Low wage workers and health insurance

A new paper in Medicare Care Research and Review by Jessica Vistnes and Alan Monheit explores the employer insurance options (or lack thereof) for low-wage workers. Their data sources are the 2006 Medicare Expenditure Panel Survey Insurance and Household Components.

I’ve created two charts (below) from data presented in the paper. To interpret them, you need to know the following. Low wage means less than $10.50/hour; middle wage means between $10.50/hour and $23.50/hour; high wage means $23.50/hour. Also, quoting from the paper,

We use these variables to categorize the wage distribution into the following mutually exclusive categories: establishment where the majority of workers are low wage (referred to as “low-wage establishments”). […] Within low-wage establishments, we create three additional categories: establishments with all low-wage workers, those with only low- and middle-wage workers, and establishments with low-, middle-, and high-wage workers.

Here are the charts. Click to enlarge. The first shows the percentage of workers offered health insurance by firm size and wage range (low, medium, high, as defined above). In general, low-wage workers are least likely to be offered coverage and high-wage workers most likely. This is true at the largest firms, but the gradient is tiny. However, at small firms there are huge disparities in offer rates across the wage spectrum.

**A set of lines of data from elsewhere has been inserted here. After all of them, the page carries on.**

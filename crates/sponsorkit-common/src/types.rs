use std::sync::atomic::{AtomicU64, Ordering};
use std::sync::Arc;

use alloy_primitives::{Address, U256};
use chrono::{DateTime, Utc};
use serde::{Deserialize, Serialize};
use zeroize::Zeroize;

/// Opaque identifier returned by the relay for one submitted meta-transaction.
pub type TaskId = String;

/// Lifecycle of a relay task as tracked locally.
#[derive(Debug, Clone, Copy, Serialize, Deserialize, PartialEq, Eq)]
#[serde(rename_all = "snake_case")]
pub enum TaskStatus {
    Pending,
    Successful,
    Failed,
}

impl TaskStatus {
    pub fn is_terminal(&self) -> bool {
        !matches!(self, Self::Pending)
    }
}

/// A submitted meta-transaction.
#[derive(Debug, Clone, Serialize, Deserialize, PartialEq, Eq)]
pub struct Task {
    pub id: TaskId,
    pub status: TaskStatus,
    pub submitted_at: DateTime<Utc>,
}

impl Task {
    pub fn pending(id: TaskId) -> Self {
        Self {
            id,
            status: TaskStatus::Pending,
            submitted_at: Utc::now(),
        }
    }
}

/// Partial user record from the identity layer. Every field is optional
/// because providers disclose different subsets.
#[derive(Debug, Clone, Default, Serialize, Deserialize, PartialEq, Eq)]
#[serde(rename_all = "camelCase")]
pub struct UserInfo {
    pub email: Option<String>,
    pub name: Option<String>,
    pub profile_image: Option<String>,
    pub verifier: Option<String>,
    pub verifier_id: Option<String>,
    pub type_of_login: Option<String>,
}

/// Read-only projection of the signing account on the active chain.
#[derive(Debug, Clone, Serialize, Deserialize, PartialEq, Eq)]
pub struct WalletAccount {
    pub address: Address,
    pub balance: U256,
    pub chain_id: u64,
}

/// Monotonic session version shared by everything that completes
/// asynchronously on behalf of a session.
///
/// Each login and each logout advances the epoch. Work started under an older
/// version holds a [`SessionTicket`] that no longer matches and must discard
/// its result instead of publishing it.
#[derive(Debug, Clone, Default)]
pub struct SessionEpoch(Arc<AtomicU64>);

impl SessionEpoch {
    pub fn new() -> Self {
        Self::default()
    }

    pub fn current(&self) -> u64 {
        self.0.load(Ordering::SeqCst)
    }

    /// Invalidate every outstanding ticket and return the new version.
    pub fn advance(&self) -> u64 {
        self.0.fetch_add(1, Ordering::SeqCst) + 1
    }

    pub fn ticket(&self) -> SessionTicket {
        SessionTicket {
            epoch: self.clone(),
            version: self.current(),
        }
    }
}

/// Captured session version.
#[derive(Debug, Clone)]
pub struct SessionTicket {
    epoch: SessionEpoch,
    version: u64,
}

impl SessionTicket {
    pub fn version(&self) -> u64 {
        self.version
    }

    pub fn is_current(&self) -> bool {
        self.epoch.current() == self.version
    }
}

/// Sensitive bytes that auto-zero on drop
#[derive(Clone, Zeroize)]
#[zeroize(drop)]
pub struct SecretBytes(pub Vec<u8>);

impl std::fmt::Debug for SecretBytes {
    fn fmt(&self, f: &mut std::fmt::Formatter<'_>) -> std::fmt::Result {
        write!(f, "SecretBytes([REDACTED; {} bytes])", self.0.len())
    }
}

#[cfg(test)]
mod tests {
    use super::*;

    #[test]
    fn test_ticket_invalidated_by_advance() {
        let epoch = SessionEpoch::new();
        let ticket = epoch.ticket();
        assert!(ticket.is_current());

        epoch.advance();
        assert!(!ticket.is_current());
        assert!(epoch.ticket().is_current());
    }

    #[test]
    fn test_epoch_clones_share_version() {
        let epoch = SessionEpoch::new();
        let other = epoch.clone();
        let ticket = other.ticket();
        assert_eq!(epoch.advance(), 1);
        assert_eq!(other.current(), 1);
        assert!(!ticket.is_current());
    }

    #[test]
    fn test_task_status_terminal() {
        assert!(!TaskStatus::Pending.is_terminal());
        assert!(TaskStatus::Successful.is_terminal());
        assert!(TaskStatus::Failed.is_terminal());
    }

    #[test]
    fn test_user_info_partial_deserialize() {
        let info: UserInfo =
            serde_json::from_str(r#"{"email":"a@b.c","typeOfLogin":"google"}"#).unwrap();
        assert_eq!(info.email.as_deref(), Some("a@b.c"));
        assert_eq!(info.type_of_login.as_deref(), Some("google"));
        assert!(info.name.is_none());
    }

    #[test]
    fn test_secret_bytes_redacted() {
        let secret = SecretBytes(vec![1, 2, 3]);
        assert_eq!(format!("{secret:?}"), "SecretBytes([REDACTED; 3 bytes])");
    }
}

One issue that arose in my work with Steve Pizer and Lisa Iezzoni was the extent to which low-wage employees work alongside higher-wage employees. The next chart from results presented by Vistnes and Monheit addresses this head on. It considers low-wage establishments, as defined above (majority of workers receiving low wages). For such establishments, it illustrates the proportion that are entirely low-wage, a mix of low- and middle-wage, and a mix of low-, middle-, and high-wage. These are shown overall and by firm size.

Across all firm sizes, there is a mix of wage types within low-wage establishments. Only for the smallest firms are low-wage only establishments common. The majority of low-wage establishments employ a mix of wage types. Note that this does not tell us what proportion are low-, medium-, and high-wage (we only know that a majority are low-wage by definition of “low-wage establishment”). Nevertheless, it is clear that it is rare for firms to be comprised of exclusively low-wage workers.

The significance of this fact is that employers’ health insurance offers and generosity of coverage are related to the average wages in the firm, more specifically the average employer-sponsored insurance tax subsidy rate (or “tax price“). Thus, low-wage workers might be offered very generous health insurance due to the high tax subsidy enjoyed by their higher-wage colleagues at the same firm. This is how low-wage employees — even those potentially eligible for Medicaid — can have high-premium coverage, high enough to be subject to the Cadillac tax (if not now, then in time as the Cadillac tax threshold fails to keep pace with health care costs, by design). This phenomenon is what drove the results of our recent paper, about which Steve blogged (here, here, here, and here).

For all that, many low-wage workers are not offered coverage with high frequency. Vistnes and Monheit write,

Once eligibility rates are taken into account, only 62.2% of low-wage workers at the largest low-wage establishments and 51.8% at the next largest firm size have access to coverage […]. These rates are roughly 20 to 30 percentage points lower than those at other large employers that employ low-wage workers.

Since employer-based coverage is the principal way the non-elderly obtain health insurance (in part because of the dysfunctions of the non-group market, as well as the employer-sponsored insurance tax subsidy), this is a significant inequity. It is precisely the one intended to be remedied by the ACA. Indeed, it is hard to think of a good reason to prefer such inequities in opportunities to purchase health insurance.